Wednesday, September 2, 2009

Clang Clang Clang Went the Trolley!

I am crushing big time on the nice Jewish boy who I barebacked two days ago at the gym. I know very little about him but I am sexually obsessed and that is causing me to take what little I do know about him and construct all sorts of narratives...like the archeologists did with the ruins of Machu Picchu.

I know his first name (Noah). I know that he takes raw cock up his ass from total strangers -- or at least he did on at least one occasion. This could mean he is poz. Or maybe he's in denial...thinks I looked too healthy to have HIV. So basically if I see him again and we have to discuss such matters, we will either learn we have something in common or he will turn white as a ghost and excuse himself to go get tested at GMHC. (I didn't cum inside him and my viral load is undetectable but yes, it is entirely possible that I infected him.) It is also possible that our gym schedules will never sync again and I will never learn what became of him and his immune system.

He also plays basketball. He owns his own ball. He was dribbling it as we walked together out of the YMCA. Guys who play contact sports are so hot! He owns a Blackberry (where he took down my number) and he lives somewhere in my neighborhood. He says that his brother is visiting but that could be an excuse for something shady...like he has a live-in girlfriend he doesn't want me to know about.

So today I go to the gym and I look for him. He's not there. I consider going down to the basketball courts to see if he's shooting hoops but that's too stalkerish even for me. I finish my workout and hit the showers. Before I do I check my iPhone and there's a message from Daniela alerting me to the fact that Mercury is in Retrograde. In astrological terms, this means that for the three weeks that Mercury is "going backwards" you are not to begin a new relationship as it will fall apart when Mercury starts going forwards again. So Noah and I are not to be. I put my iPhone into my locker and walk into the steam room.

I am sitting there for a few minutes and he walks in. Or I think its him. The room is steamy and he doesn't acknowledge my presence.
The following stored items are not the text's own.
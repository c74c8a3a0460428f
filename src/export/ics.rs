//! VCALENDAR serialization.
//!
//! Produces the byte-exact calendar document consumed by the file/email
//! packaging collaborator: CRLF terminators throughout, a fixed PRODID,
//! one all-day VEVENT per input event in input order, and a single shared
//! DTSTAMP per serialization call. The timestamp is injected so tests can
//! pin the output down to the byte.

use chrono::{DateTime, Days, Utc};

use crate::config::EventTemplates;
use crate::error::{EngineError, EngineResult};
use crate::models::{CalendarEvent, Person, Schedule};

use super::text::{escape_text, fold_line};

/// Product identifier emitted in the calendar header.
const PROD_ID: &str = "-//Stable Scheduler//EN";

/// Serializes events into a VCALENDAR document with the given timestamp.
///
/// The same `dtstamp` value is reused for every event, so the output is
/// fully deterministic for identical input and a fixed clock. An empty
/// event list still yields a well-formed document with zero VEVENT blocks.
///
/// # Example
///
/// ```
/// use stable_scheduler::export::serialize_calendar;
/// use chrono::{TimeZone, Utc};
///
/// let stamp = Utc.with_ymd_and_hms(2023, 10, 1, 12, 0, 0).unwrap();
/// let document = serialize_calendar(&[], stamp);
/// assert!(document.starts_with("BEGIN:VCALENDAR\r\n"));
/// assert!(document.ends_with("END:VCALENDAR\r\n"));
/// assert!(!document.contains("BEGIN:VEVENT"));
/// ```
pub fn serialize_calendar(events: &[CalendarEvent], dtstamp: DateTime<Utc>) -> String {
    let stamp = dtstamp.format("%Y%m%dT%H%M%SZ").to_string();

    let mut lines: Vec<String> = vec![
        "BEGIN:VCALENDAR".to_string(),
        "VERSION:2.0".to_string(),
        format!("PRODID:{}", PROD_ID),
        "CALSCALE:GREGORIAN".to_string(),
        "METHOD:PUBLISH".to_string(),
    ];

    for event in events {
        let end = event
            .date
            .checked_add_days(Days::new(1))
            .expect("event date has a successor");

        lines.push("BEGIN:VEVENT".to_string());
        lines.push(format!("DTSTART;VALUE=DATE:{}", event.date.format("%Y%m%d")));
        lines.push(format!("DTEND;VALUE=DATE:{}", end.format("%Y%m%d")));
        lines.push(format!("DTSTAMP:{}", stamp));
        lines.push(format!(
            "UID:{}-{}@stablescheduler",
            event.date.format("%Y-%m-%d"),
            event.person_id
        ));
        lines.push(format!("SUMMARY:{}", escape_text(&event.title)));
        lines.push(format!("DESCRIPTION:{}", escape_text(&event.description)));
        lines.push("STATUS:CONFIRMED".to_string());
        lines.push("END:VEVENT".to_string());
    }

    lines.push("END:VCALENDAR".to_string());

    let mut document = String::new();
    for line in lines {
        document.push_str(&fold_line(&line));
        document.push_str("\r\n");
    }
    document
}

/// Serializes events with the current UTC time as DTSTAMP.
pub fn serialize_calendar_now(events: &[CalendarEvent]) -> String {
    serialize_calendar(events, Utc::now())
}

/// Builds the exportable event list for a schedule.
///
/// One event per assigned day, in ascending day order; unassigned and
/// unprocessed days produce no event. Event text comes from the configured
/// templates with the person's name and the ISO day substituted in.
///
/// # Errors
///
/// Returns [`EngineError::PersonNotFound`] when an assigned id is absent
/// from the roster.
pub fn events_for_schedule(
    schedule: &Schedule,
    people: &[Person],
    templates: &EventTemplates,
) -> EngineResult<Vec<CalendarEvent>> {
    let mut events = Vec::new();
    for (day, assignment) in schedule {
        let Some(person_id) = assignment.person_id() else {
            continue;
        };
        let person = people
            .iter()
            .find(|person| person.id == person_id)
            .ok_or_else(|| EngineError::PersonNotFound {
                id: person_id.to_string(),
            })?;

        events.push(CalendarEvent {
            date: *day,
            person_id: person.id.clone(),
            display_name: person.name.clone(),
            title: templates.render_summary(&person.name, *day),
            description: templates.render_description(&person.name, *day),
        });
    }
    Ok(events)
}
He jiggles that doodad to make the room steamier and walks over to sit behind me. He smiles. I smile. We do it again. I suck his cock, he sucks mine. I eat his ass. I fuck him raw AGAIN and just as it starts getting good a ghostly figure appears at the glass door and we separate. A guy walks in -- probably gay -- and seems very interested in seeing more of what he just almost walked in on. More people walk in. It's Grand Central Station.

We retreat to the sauna. No one is in there. We start fucking again and he whirls around and cums all over me. It gets all over my hands. I lick my fingers and put my mouth on his cock which is still spewing jizz. It's hot.

Test #5. Now that he's cum (for the first time in my presence), will he run away and never look me in the eye again? Wow no, he doesn't. We sit there in the sauna and chat about how funny and hot this all is. A guy pokes his head in. "You know this thing isn't on?" All of a sudden, it occurs to me that we are sitting in a luke warm sauna in this strangely casual post-coital position. Our knees are almost touching. The only thing missing are two cigarettes. Oh, that's why the sauna is empty. The gay guy from the steam room walks in and pretends to enjoy the luke warm sauna.